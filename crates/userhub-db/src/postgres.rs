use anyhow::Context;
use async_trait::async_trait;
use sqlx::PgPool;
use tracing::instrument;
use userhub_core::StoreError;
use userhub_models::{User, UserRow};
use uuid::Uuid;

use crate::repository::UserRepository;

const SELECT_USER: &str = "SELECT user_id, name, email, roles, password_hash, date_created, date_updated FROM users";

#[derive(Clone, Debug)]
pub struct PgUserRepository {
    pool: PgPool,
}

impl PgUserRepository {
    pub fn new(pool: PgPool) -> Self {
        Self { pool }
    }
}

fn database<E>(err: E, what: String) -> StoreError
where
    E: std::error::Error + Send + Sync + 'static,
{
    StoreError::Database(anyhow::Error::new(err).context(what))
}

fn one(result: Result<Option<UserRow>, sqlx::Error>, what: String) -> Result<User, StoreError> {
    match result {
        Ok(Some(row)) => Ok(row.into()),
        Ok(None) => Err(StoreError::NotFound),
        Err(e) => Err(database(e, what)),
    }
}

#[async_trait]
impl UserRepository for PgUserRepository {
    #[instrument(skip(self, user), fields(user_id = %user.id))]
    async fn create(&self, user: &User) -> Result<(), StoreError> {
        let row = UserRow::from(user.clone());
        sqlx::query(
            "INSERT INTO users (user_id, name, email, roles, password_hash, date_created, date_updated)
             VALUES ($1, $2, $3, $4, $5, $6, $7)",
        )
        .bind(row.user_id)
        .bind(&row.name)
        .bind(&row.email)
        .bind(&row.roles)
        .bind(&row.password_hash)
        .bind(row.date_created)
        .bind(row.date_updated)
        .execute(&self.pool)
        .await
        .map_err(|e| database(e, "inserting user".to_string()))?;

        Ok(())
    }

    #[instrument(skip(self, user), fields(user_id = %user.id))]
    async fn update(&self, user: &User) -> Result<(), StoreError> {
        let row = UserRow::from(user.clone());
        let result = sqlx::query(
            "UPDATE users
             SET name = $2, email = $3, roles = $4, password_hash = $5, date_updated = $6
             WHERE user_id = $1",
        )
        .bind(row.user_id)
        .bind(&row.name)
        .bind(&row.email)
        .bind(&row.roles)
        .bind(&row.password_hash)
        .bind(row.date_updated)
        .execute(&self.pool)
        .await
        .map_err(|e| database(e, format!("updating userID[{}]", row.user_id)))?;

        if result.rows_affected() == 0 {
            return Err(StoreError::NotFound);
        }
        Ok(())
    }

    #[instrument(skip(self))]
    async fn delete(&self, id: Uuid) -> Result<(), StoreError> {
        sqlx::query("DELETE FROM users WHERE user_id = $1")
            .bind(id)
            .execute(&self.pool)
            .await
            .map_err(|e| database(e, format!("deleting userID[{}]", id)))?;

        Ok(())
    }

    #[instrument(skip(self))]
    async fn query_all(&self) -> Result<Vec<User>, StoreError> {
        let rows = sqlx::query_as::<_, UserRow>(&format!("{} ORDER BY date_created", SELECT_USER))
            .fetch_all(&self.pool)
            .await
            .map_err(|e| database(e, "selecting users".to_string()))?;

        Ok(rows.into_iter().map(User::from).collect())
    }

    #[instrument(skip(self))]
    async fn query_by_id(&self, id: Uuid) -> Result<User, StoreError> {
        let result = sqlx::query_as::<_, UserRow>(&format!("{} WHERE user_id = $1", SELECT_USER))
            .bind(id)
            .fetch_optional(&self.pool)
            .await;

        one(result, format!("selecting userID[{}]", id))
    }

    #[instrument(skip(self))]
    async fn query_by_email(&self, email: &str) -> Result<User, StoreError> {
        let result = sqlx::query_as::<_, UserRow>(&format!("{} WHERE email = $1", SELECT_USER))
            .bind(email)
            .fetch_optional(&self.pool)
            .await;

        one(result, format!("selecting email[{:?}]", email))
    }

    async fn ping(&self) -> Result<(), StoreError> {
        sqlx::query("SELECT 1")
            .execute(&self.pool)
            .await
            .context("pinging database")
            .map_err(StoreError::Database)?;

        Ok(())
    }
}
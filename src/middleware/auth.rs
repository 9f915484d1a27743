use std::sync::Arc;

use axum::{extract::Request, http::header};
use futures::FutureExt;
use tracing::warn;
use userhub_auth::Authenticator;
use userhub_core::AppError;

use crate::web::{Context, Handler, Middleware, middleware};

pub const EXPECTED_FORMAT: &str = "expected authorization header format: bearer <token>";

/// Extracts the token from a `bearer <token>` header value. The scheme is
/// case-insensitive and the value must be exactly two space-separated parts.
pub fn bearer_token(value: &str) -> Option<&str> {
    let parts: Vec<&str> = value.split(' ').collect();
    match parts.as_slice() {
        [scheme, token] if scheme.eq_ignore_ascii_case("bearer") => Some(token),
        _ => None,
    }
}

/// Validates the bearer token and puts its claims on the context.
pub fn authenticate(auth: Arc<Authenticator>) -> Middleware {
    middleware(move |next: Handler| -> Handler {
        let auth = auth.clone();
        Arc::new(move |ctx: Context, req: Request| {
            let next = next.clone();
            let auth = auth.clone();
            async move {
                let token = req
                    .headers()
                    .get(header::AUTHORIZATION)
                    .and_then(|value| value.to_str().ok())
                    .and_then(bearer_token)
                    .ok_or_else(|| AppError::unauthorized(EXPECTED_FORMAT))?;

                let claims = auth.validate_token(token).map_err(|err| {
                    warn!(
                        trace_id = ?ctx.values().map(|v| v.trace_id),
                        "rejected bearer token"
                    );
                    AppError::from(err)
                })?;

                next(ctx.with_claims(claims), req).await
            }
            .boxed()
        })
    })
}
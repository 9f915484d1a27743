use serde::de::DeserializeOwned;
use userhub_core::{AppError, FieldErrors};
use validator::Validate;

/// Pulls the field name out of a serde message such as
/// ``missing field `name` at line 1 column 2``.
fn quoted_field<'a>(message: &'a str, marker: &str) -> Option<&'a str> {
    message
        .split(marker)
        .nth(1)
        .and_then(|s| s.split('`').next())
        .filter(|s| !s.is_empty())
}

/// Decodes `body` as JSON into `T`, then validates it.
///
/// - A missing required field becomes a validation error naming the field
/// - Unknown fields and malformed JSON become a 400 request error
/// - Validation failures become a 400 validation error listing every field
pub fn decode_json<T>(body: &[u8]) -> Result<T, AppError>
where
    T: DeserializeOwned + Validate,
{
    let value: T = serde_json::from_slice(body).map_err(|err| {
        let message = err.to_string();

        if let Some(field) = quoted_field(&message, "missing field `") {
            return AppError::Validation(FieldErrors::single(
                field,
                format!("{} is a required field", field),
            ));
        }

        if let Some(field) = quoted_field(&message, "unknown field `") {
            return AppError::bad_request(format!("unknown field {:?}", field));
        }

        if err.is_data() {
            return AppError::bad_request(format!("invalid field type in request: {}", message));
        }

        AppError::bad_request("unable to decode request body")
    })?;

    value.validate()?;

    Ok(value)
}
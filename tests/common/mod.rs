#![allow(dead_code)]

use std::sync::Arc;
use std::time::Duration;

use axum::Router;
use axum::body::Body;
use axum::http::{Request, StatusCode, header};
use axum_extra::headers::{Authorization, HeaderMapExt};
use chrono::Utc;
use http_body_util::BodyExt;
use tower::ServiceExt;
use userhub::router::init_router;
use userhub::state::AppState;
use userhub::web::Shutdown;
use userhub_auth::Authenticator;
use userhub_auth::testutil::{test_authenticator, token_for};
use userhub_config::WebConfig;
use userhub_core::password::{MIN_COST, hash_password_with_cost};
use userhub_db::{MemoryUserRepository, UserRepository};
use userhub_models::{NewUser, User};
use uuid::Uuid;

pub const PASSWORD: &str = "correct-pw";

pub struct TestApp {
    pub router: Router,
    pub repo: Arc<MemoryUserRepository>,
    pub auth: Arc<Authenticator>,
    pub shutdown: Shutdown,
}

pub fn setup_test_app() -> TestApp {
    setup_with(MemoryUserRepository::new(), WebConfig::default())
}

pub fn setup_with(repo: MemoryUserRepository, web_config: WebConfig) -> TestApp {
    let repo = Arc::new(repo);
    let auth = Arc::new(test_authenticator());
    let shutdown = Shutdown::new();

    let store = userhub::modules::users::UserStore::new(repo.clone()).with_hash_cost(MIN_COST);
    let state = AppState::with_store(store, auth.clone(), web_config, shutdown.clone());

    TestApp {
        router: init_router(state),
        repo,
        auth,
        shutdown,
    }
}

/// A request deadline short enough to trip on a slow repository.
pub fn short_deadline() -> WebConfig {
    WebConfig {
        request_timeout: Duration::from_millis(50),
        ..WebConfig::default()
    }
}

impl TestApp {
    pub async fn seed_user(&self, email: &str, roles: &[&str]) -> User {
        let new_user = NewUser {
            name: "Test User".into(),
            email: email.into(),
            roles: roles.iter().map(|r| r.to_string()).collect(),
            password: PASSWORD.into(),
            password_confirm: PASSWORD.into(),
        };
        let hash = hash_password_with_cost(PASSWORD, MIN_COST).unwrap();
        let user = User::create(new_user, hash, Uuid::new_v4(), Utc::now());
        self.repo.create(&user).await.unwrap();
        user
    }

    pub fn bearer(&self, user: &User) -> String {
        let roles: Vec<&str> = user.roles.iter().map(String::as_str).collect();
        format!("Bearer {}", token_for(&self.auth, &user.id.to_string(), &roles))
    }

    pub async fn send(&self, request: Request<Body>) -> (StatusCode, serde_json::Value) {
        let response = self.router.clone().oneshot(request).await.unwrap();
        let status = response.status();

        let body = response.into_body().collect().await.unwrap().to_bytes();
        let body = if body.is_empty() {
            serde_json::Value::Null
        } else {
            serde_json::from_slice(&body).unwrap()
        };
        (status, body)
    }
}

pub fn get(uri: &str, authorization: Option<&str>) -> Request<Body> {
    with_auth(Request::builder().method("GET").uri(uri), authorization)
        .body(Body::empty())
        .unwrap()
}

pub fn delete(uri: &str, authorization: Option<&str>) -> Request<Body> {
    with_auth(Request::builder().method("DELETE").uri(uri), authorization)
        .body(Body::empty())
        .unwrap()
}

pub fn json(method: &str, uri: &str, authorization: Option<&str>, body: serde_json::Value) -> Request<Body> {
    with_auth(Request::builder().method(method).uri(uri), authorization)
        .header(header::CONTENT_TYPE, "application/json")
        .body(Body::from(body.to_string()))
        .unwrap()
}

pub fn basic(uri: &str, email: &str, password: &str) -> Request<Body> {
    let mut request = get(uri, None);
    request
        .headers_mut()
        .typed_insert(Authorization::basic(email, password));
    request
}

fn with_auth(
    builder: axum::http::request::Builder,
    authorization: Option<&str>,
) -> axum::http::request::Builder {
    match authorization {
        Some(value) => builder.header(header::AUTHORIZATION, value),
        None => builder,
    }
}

# AIM OF THE TASK
Scan the material above for lines holding "move" and copy each of them.

# PROBLEM SOLUTION
    middleware(move |next: Handler| -> Handler {
        Arc::new(move |ctx: Context, req: Request| {
            async move {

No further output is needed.